Komboiro après Kaboré : l’alternance politique pour espérer voir une amélioration de la situation

 

« L’étendue de cette ruée vers l’or compromet sérieusement la santé de près de 10% de la population burkinabè, conclut Joseph Bohbot, et sacrifie une partie de sa jeune génération. (…) Cette situation est alarmante et appelle des réactions urgentes de la part de l’Etat ». L’immobilisme des autorités du pays est d’autant plus condamnable que le développement de l’orpaillage était un phénomène prévisible : cela fait, en effet, de nombreuses années que ce nouvel eldorado est apparu au Sahara, en se déplaçant – avec ses conséquences souvent néfastes – d’Est vers l’Ouest.

« L’émergence du front pionnier », selon l’expression consacrée chez les orpailleurs, a en effet eu lieu au Soudan, et ce dès 2011, avant de s’étendre au Darfour, puis tout au long de la bande sahélo-saharienne, au Tchad, en Libye, au Niger, en Mauritanie et jusqu’au Nord du Mali. Le tout, « sans contrôle, prenant les Etats au dépourvu (…), hors de tout cadre légal », rappelle le journaliste Rémi Carayol dans les pages de la dernière édition du Monde Diplomatique. Un développement anarchique qui n’empêche pas, selon le reporter, qu’à « court terme les effets de l’orpaillage semblent positifs pour l’économie » des pays concernés, l’activité ayant « un effet d’entraînement indéniable sur l’économie régionale ».

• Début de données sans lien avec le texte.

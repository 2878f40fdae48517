//! Image decoding with format detection, size limits, and timeout support.

use image::{DynamicImage, GenericImageView, ImageFormat, RgbaImage};
use std::path::Path;
use std::time::Duration;
use tokio::time::timeout;

use crate::config::LimitsConfig;
use crate::error::PipelineError;

/// Image decoder with configurable limits and timeout.
pub struct ImageDecoder {
    limits: LimitsConfig,
}

/// Result of decoding an image.
#[derive(Debug)]
pub struct DecodedImage {
    /// The decoded image data, in its native color mode
    pub image: DynamicImage,
    /// Detected image format
    pub format: ImageFormat,
    /// Image width in pixels
    pub width: u32,
    /// Image height in pixels
    pub height: u32,
    /// Original file size in bytes
    pub file_size: u64,
}

impl DecodedImage {
    /// Normalize to 8-bit RGBA, whatever the source color mode.
    pub fn into_rgba(self) -> RgbaImage {
        match self.image {
            DynamicImage::ImageRgba8(rgba) => rgba,
            other => other.to_rgba8(),
        }
    }
}

impl ImageDecoder {
    /// Create a new decoder with the given limits.
    pub fn new(limits: LimitsConfig) -> Self {
        Self { limits }
    }

    /// Read and decode an image file.
    pub async fn decode(&self, path: &Path) -> Result<DecodedImage, PipelineError> {
        let bytes = tokio::fs::read(path).await.map_err(|e| {
            if e.kind() == std::io::ErrorKind::NotFound {
                PipelineError::FileNotFound(path.to_path_buf())
            } else {
                PipelineError::Decode {
                    path: path.to_path_buf(),
                    message: format!("Cannot read file: {}", e),
                }
            }
        })?;
        self.decode_from_bytes(bytes, path).await
    }

    /// Decode an image from an in-memory byte buffer with validation and timeout.
    pub async fn decode_from_bytes(
        &self,
        bytes: Vec<u8>,
        path: &Path,
    ) -> Result<DecodedImage, PipelineError> {
        let path_owned = path.to_path_buf();
        let timeout_duration = Duration::from_millis(self.limits.decode_timeout_ms);

        let decode_result = timeout(timeout_duration, async {
            tokio::task::spawn_blocking(move || Self::decode_bytes_sync(bytes, &path_owned)).await
        })
        .await;

        match decode_result {
            Ok(Ok(Ok(decoded))) => {
                if decoded.width > self.limits.max_image_dimension
                    || decoded.height > self.limits.max_image_dimension
                {
                    return Err(PipelineError::ImageTooLarge {
                        path: path.to_path_buf(),
                        width: decoded.width,
                        height: decoded.height,
                        max_dim: self.limits.max_image_dimension,
                    });
                }
                Ok(decoded)
            }
            Ok(Ok(Err(e))) => Err(e),
            Ok(Err(e)) => Err(PipelineError::Decode {
                path: path.to_path_buf(),
                message: format!("Task join error: {}", e),
            }),
            Err(_) => Err(PipelineError::Timeout {
                path: path.to_path_buf(),
                stage: "decode".to_string(),
                timeout_ms: self.limits.decode_timeout_ms,
            }),
        }
    }

    /// Synchronous decode from bytes (runs in spawn_blocking).
    fn decode_bytes_sync(bytes: Vec<u8>, path: &Path) -> Result<DecodedImage, PipelineError> {
        use std::io::Cursor;

        let file_size = bytes.len() as u64;
        let reader = image::ImageReader::new(Cursor::new(bytes))
            .with_guessed_format()
            .map_err(|e| PipelineError::Decode {
                path: path.to_path_buf(),
                message: format!("Cannot detect image format: {}", e),
            })?;
        let format = match reader.format() {
            Some(f) => f,
            None => ImageFormat::from_path(path).map_err(|_| PipelineError::UnsupportedFormat {
                path: path.to_path_buf(),
                format: path
                    .extension()
                    .and_then(|e| e.to_str())
                    .unwrap_or("unknown")
                    .to_string(),
            })?,
        };
        let image = reader.decode().map_err(|e| PipelineError::Decode {
            path: path.to_path_buf(),
            message: e.to_string(),
        })?;

        let (width, height) = image.dimensions();
        if width == 0 || height == 0 {
            return Err(PipelineError::Decode {
                path: path.to_path_buf(),
                message: format!("Image has no pixels ({}x{})", width, height),
            });
        }
        Ok(DecodedImage {
            image,
            format,
            width,
            height,
            file_size,
        })
    }
}

/// Convert an ImageFormat to a string representation.
pub fn format_to_string(format: ImageFormat) -> String {
    match format {
        ImageFormat::Jpeg => "jpeg".to_string(),
        ImageFormat::Png => "png".to_string(),
        ImageFormat::WebP => "webp".to_string(),
        ImageFormat::Gif => "gif".to_string(),
        ImageFormat::Tiff => "tiff".to_string(),
        ImageFormat::Bmp => "bmp".to_string(),
        ImageFormat::Ico => "ico".to_string(),
        ImageFormat::Pnm => "pnm".to_string(),
        _ => "unknown".to_string(),
    }
}
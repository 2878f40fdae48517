//! The `tilemark config` command.

use std::path::Path;

use clap::{Args, Subcommand};
use tilemark_core::Config;

/// Arguments for the `config` command.
#[derive(Args, Debug)]
pub struct ConfigArgs {
    #[command(subcommand)]
    pub command: ConfigCommand,
}

/// Subcommands for configuration management.
#[derive(Subcommand, Debug)]
pub enum ConfigCommand {
    /// Show the effective watermark settings followed by the full config
    Show,

    /// Show config file path
    Path,

    /// Parse and validate the config file without running anything
    Check,

    /// Write a config file with defaults
    Init {
        /// Overwrite existing config file
        #[arg(long)]
        force: bool,
    },
}

/// Execute the config command.
pub async fn execute(args: ConfigArgs) -> anyhow::Result<()> {
    let path = Config::default_path();

    match args.command {
        ConfigCommand::Show => {
            let config = Config::load()?;
            // Summary lines are TOML comments, so the output still parses
            println!("{}", source_line(&path));
            for line in effective_settings(&config) {
                println!("# {line}");
            }
            println!();
            println!("{}", config.to_toml()?);
        }

        ConfigCommand::Path => {
            println!("{}", path.display());
        }

        ConfigCommand::Check => {
            if !path.exists() {
                println!("No config file at {}; defaults apply.", path.display());
                return Ok(());
            }
            match Config::load_from(&path) {
                Ok(config) => {
                    println!("{} is valid.", path.display());
                    if let Some(watermark) = config.watermark_path() {
                        if !watermark.is_file() {
                            tracing::warn!(
                                "Default watermark {:?} does not exist yet",
                                watermark
                            );
                        }
                    }
                }
                Err(e) => anyhow::bail!(
                    "{} is invalid: {e}\n\n  Hint: `tilemark config init --force` writes fresh defaults.",
                    path.display()
                ),
            }
        }

        ConfigCommand::Init { force } => {
            if path.exists() && !force {
                anyhow::bail!(
                    "Config file already exists at: {}\nUse --force to overwrite.",
                    path.display()
                );
            }

            if let Some(parent) = path.parent() {
                std::fs::create_dir_all(parent)?;
            }
            std::fs::write(&path, Config::default().to_toml()?)?;

            tracing::info!("Config file created at: {}", path.display());
            println!("Configuration initialized at: {}", path.display());
        }
    }

    Ok(())
}

fn source_line(path: &Path) -> String {
    if path.exists() {
        format!("# Loaded from {}", path.display())
    } else {
        format!("# No file at {}; showing defaults", path.display())
    }
}

/// One line per setting that shapes the output image.
fn effective_settings(config: &Config) -> Vec<String> {
    let watermark = match config.watermark_path() {
        Some(path) => path.display().to_string(),
        None => "none (pass --watermark)".to_string(),
    };
    let filter = format!("{:?}", config.thumbnail.filter).to_lowercase();
    let thumbnail = match config.thumbnail_size() {
        Ok(Some(size)) => format!(
            "{size}, {filter} filter, {}",
            if config.thumbnail.allow_upscale {
                "upscaling allowed"
            } else {
                "never upscaled"
            }
        ),
        Ok(None) => "off (full-size output)".to_string(),
        Err(e) => format!("invalid ({e})"),
    };

    vec![
        format!("watermark: {watermark}"),
        format!("opacity:   {}", config.watermark.opacity),
        format!("thumbnail: {thumbnail}"),
        format!("jpeg:      quality {}", config.output.jpeg_quality),
        format!(
            "naming:    <stem>{}.jpg for files, ./{}/ for directories",
            config.output.suffix, config.output.dir_name
        ),
    ]
}
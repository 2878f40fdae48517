//! Pipeline orchestration - wires together all processing stages.

use std::path::Path;
use std::time::Instant;

use crate::config::Config;
use crate::error::{PipelineError, Result};
use crate::types::WatermarkedImage;

use super::decode::{format_to_string, ImageDecoder};
use super::discovery::{DiscoveredFile, FileDiscovery};
use super::encode::JpegExporter;
use super::thumbnail::{ThumbnailSize, Thumbnailer};
use super::validate::Validator;
use super::watermark::Watermark;

/// Options for controlling per-image processing.
#[derive(Debug, Clone, Default)]
pub struct ProcessOptions {
    /// Crop and resize to this size before tiling
    pub thumbnail: Option<ThumbnailSize>,
    /// Replace an existing output file
    pub overwrite: bool,
}

/// The main processor: one watermark, applied to any number of images.
pub struct WatermarkProcessor {
    decoder: ImageDecoder,
    validator: Validator,
    thumbnailer: Thumbnailer,
    exporter: JpegExporter,
    discovery: FileDiscovery,
    watermark: Watermark,
    max_dimension: u32,
}

impl WatermarkProcessor {
    /// Create a processor around an already prepared watermark.
    pub fn new(config: &Config, watermark: Watermark) -> Self {
        Self {
            decoder: ImageDecoder::new(config.limits.clone()),
            validator: Validator::new(config.limits.clone()),
            thumbnailer: Thumbnailer::new(&config.thumbnail),
            exporter: JpegExporter::new(&config.output),
            discovery: FileDiscovery::new(config.processing.clone()),
            watermark,
            max_dimension: config.limits.max_image_dimension,
        }
    }

    /// Load the watermark at `path` with `opacity`, then build the processor.
    pub async fn load(config: &Config, watermark_path: &Path, opacity: f64) -> Result<Self> {
        let decoder = ImageDecoder::new(config.limits.clone());
        Validator::new(config.limits.clone()).validate(watermark_path)?;
        let watermark = Watermark::load(&decoder, watermark_path, opacity).await?;
        Ok(Self::new(config, watermark))
    }

    /// Replace the discovery settings, e.g. to exclude the output directory.
    pub fn with_discovery(mut self, discovery: FileDiscovery) -> Self {
        self.discovery = discovery;
        self
    }

    /// Watermark `input` and write the JPEG to `output`.
    pub async fn process(
        &self,
        input: &Path,
        output: &Path,
        options: &ProcessOptions,
    ) -> Result<WatermarkedImage> {
        let start = Instant::now();
        tracing::debug!("Processing: {:?}", input);

        if output.exists() && !options.overwrite {
            return Err(PipelineError::OutputExists(output.to_path_buf()).into());
        }
        if let Some(target) = options.thumbnail {
            target.check_limit(self.max_dimension)?;
        }

        self.validator.validate(input)?;

        let decode_start = Instant::now();
        let decoded = self.decoder.decode(input).await?;
        tracing::trace!("  Decode: {:?}", decode_start.elapsed());

        let format = format_to_string(decoded.format);
        let (source_width, source_height) = (decoded.width, decoded.height);
        let mut canvas = decoded.into_rgba();

        let crop = match options.thumbnail {
            Some(target) => {
                let thumb_start = Instant::now();
                let thumb = self.thumbnailer.apply(&canvas, target);
                tracing::trace!("  Thumbnail: {:?}", thumb_start.elapsed());
                canvas = thumb.image;
                Some(thumb.crop)
            }
            None => None,
        };

        let tile_start = Instant::now();
        let tiles = self.watermark.tile_onto(&mut canvas);
        tracing::trace!("  Tile ({} tiles): {:?}", tiles.tiles, tile_start.elapsed());

        let encode_start = Instant::now();
        let output_size = self.exporter.save(&canvas, output)?;
        tracing::trace!("  Encode: {:?}", encode_start.elapsed());

        let elapsed = start.elapsed();
        tracing::debug!(
            "Watermarked {:?} -> {:?} in {:?} ({}x{})",
            input,
            output,
            elapsed,
            canvas.width(),
            canvas.height()
        );

        Ok(WatermarkedImage {
            source: input.to_path_buf(),
            output: output.to_path_buf(),
            format,
            source_width,
            source_height,
            width: canvas.width(),
            height: canvas.height(),
            crop,
            tiles,
            output_size,
            elapsed_ms: elapsed.as_millis() as u64,
        })
    }

    /// Discover all image files at a path.
    pub fn discover(&self, path: &Path) -> Vec<DiscoveredFile> {
        self.discovery.discover(path)
    }

    pub fn watermark(&self) -> &Watermark {
        &self.watermark
    }
}

#[cfg(test)]
mod tests {
    use super::*;
    use crate::error::TilemarkError;
    use image::{Rgba, RgbaImage};

    fn write_fixtures(dir: &Path) -> (std::path::PathBuf, std::path::PathBuf) {
        let source = dir.join("photo.png");
        RgbaImage::from_pixel(300, 100, Rgba([0, 0, 0, 255]))
            .save(&source)
            .unwrap();

        let logo = dir.join("logo.png");
        RgbaImage::from_pixel(40, 40, Rgba([255, 255, 255, 255]))
            .save(&logo)
            .unwrap();
        (source, logo)
    }

    #[test]
    fn test_process_options_default() {
        let options = ProcessOptions::default();
        assert!(options.thumbnail.is_none());
        assert!(!options.overwrite);
    }

    #[tokio::test]
    async fn test_process_full_size() {
        let dir = tempfile::tempdir().unwrap();
        let (source, logo) = write_fixtures(dir.path());
        let output = dir.path().join("out.jpg");

        let config = Config::default();
        let processor = WatermarkProcessor::load(&config, &logo, 0.3).await.unwrap();
        let result = processor
            .process(&source, &output, &ProcessOptions::default())
            .await
            .unwrap();

        assert_eq!((result.width, result.height), (300, 100));
        assert_eq!(result.format, "png");
        assert!(result.crop.is_none());
        // 300 / 40 -> 8 columns, 100 / 40 -> 3 rows
        assert_eq!(result.tiles.tiles, 24);

        let written = image::open(&output).unwrap().to_rgb8();
        let px = written.get_pixel(150, 50).0;
        // Black blended with white at mask 76, allowing for JPEG loss
        assert!(px.iter().all(|&c| (66..=86).contains(&c)));
    }

    #[tokio::test]
    async fn test_process_with_thumbnail() {
        let dir = tempfile::tempdir().unwrap();
        let (source, logo) = write_fixtures(dir.path());
        let output = dir.path().join("thumb.jpg");

        let config = Config::default();
        let processor = WatermarkProcessor::load(&config, &logo, 0.3).await.unwrap();
        let options = ProcessOptions {
            thumbnail: Some(ThumbnailSize::new(50, 50).unwrap()),
            overwrite: false,
        };
        let result = processor.process(&source, &output, &options).await.unwrap();

        assert_eq!((result.width, result.height), (50, 50));
        let crop = result.crop.unwrap();
        assert_eq!((crop.x, crop.width), (100, 100));
        assert_eq!(image::image_dimensions(&output).unwrap(), (50, 50));
    }

    #[tokio::test]
    async fn test_process_refuses_existing_output() {
        let dir = tempfile::tempdir().unwrap();
        let (source, logo) = write_fixtures(dir.path());
        let output = dir.path().join("exists.jpg");
        std::fs::write(&output, b"old").unwrap();

        let processor = WatermarkProcessor::load(&Config::default(), &logo, 0.3)
            .await
            .unwrap();
        let err = processor
            .process(&source, &output, &ProcessOptions::default())
            .await
            .unwrap_err();
        assert!(matches!(
            err,
            TilemarkError::Pipeline(PipelineError::OutputExists(_))
        ));

        let options = ProcessOptions {
            overwrite: true,
            ..ProcessOptions::default()
        };
        assert!(processor.process(&source, &output, &options).await.is_ok());
    }

    #[tokio::test]
    async fn test_process_rejects_oversized_thumbnail() {
        let dir = tempfile::tempdir().unwrap();
        let (source, logo) = write_fixtures(dir.path());
        let output = dir.path().join("huge.jpg");

        let mut config = Config::default();
        config.thumbnail.allow_upscale = true;
        let processor = WatermarkProcessor::load(&config, &logo, 0.3).await.unwrap();
        let options = ProcessOptions {
            thumbnail: Some(ThumbnailSize::new(70_000, 1).unwrap()),
            overwrite: false,
        };

        let err = processor
            .process(&source, &output, &options)
            .await
            .unwrap_err();
        assert!(matches!(
            err,
            TilemarkError::Pipeline(PipelineError::ThumbnailTooLarge { .. })
        ));
        assert!(!output.exists());

        // The failure leaves nothing behind, so a plain retry goes through
        assert!(processor
            .process(&source, &output, &ProcessOptions::default())
            .await
            .is_ok());
    }

    #[tokio::test]
    async fn test_load_rejects_bad_opacity() {
        let dir = tempfile::tempdir().unwrap();
        let (_, logo) = write_fixtures(dir.path());

        let result = WatermarkProcessor::load(&Config::default(), &logo, 2.0).await;
        assert!(matches!(
            result,
            Err(TilemarkError::Pipeline(PipelineError::InvalidOpacity(_)))
        ));
    }

    #[tokio::test]
    async fn test_process_missing_input() {
        let dir = tempfile::tempdir().unwrap();
        let (_, logo) = write_fixtures(dir.path());

        let processor = WatermarkProcessor::load(&Config::default(), &logo, 0.3)
            .await
            .unwrap();
        let err = processor
            .process(
                &dir.path().join("nope.png"),
                &dir.path().join("nope.jpg"),
                &ProcessOptions::default(),
            )
            .await
            .unwrap_err();
        assert!(err.to_string().contains("File not found"));
    }
}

« A long terme (cependant), l’orpaillage pourrait rendre la vie impossible dans ces zones déjà très hostiles », et ce en raison des conséquences sociales et environnementales évoquées plus haut. Au Burkina Faso, les orpailleurs et les populations voisines des sites d’extraction semblent abandonnés à leur sort par le régime de Roch Marc Christian Kaboré, élu à la présidence de la République en 2015. Seule l’alternance politique, promise par le premier opposant au régime, Eddie Komboigo, semble en mesure d’assurer un meilleur avenir aux communautés touchées par le phénomène de l’orpaillage. En attendant, « les conditions de vie des travailleurs demeurent effroyables. Sur les sites d’orpaillage, on ne voit que la misère », déplore auprès du Monde Diplomatique un fonctionnaire des mines de la région.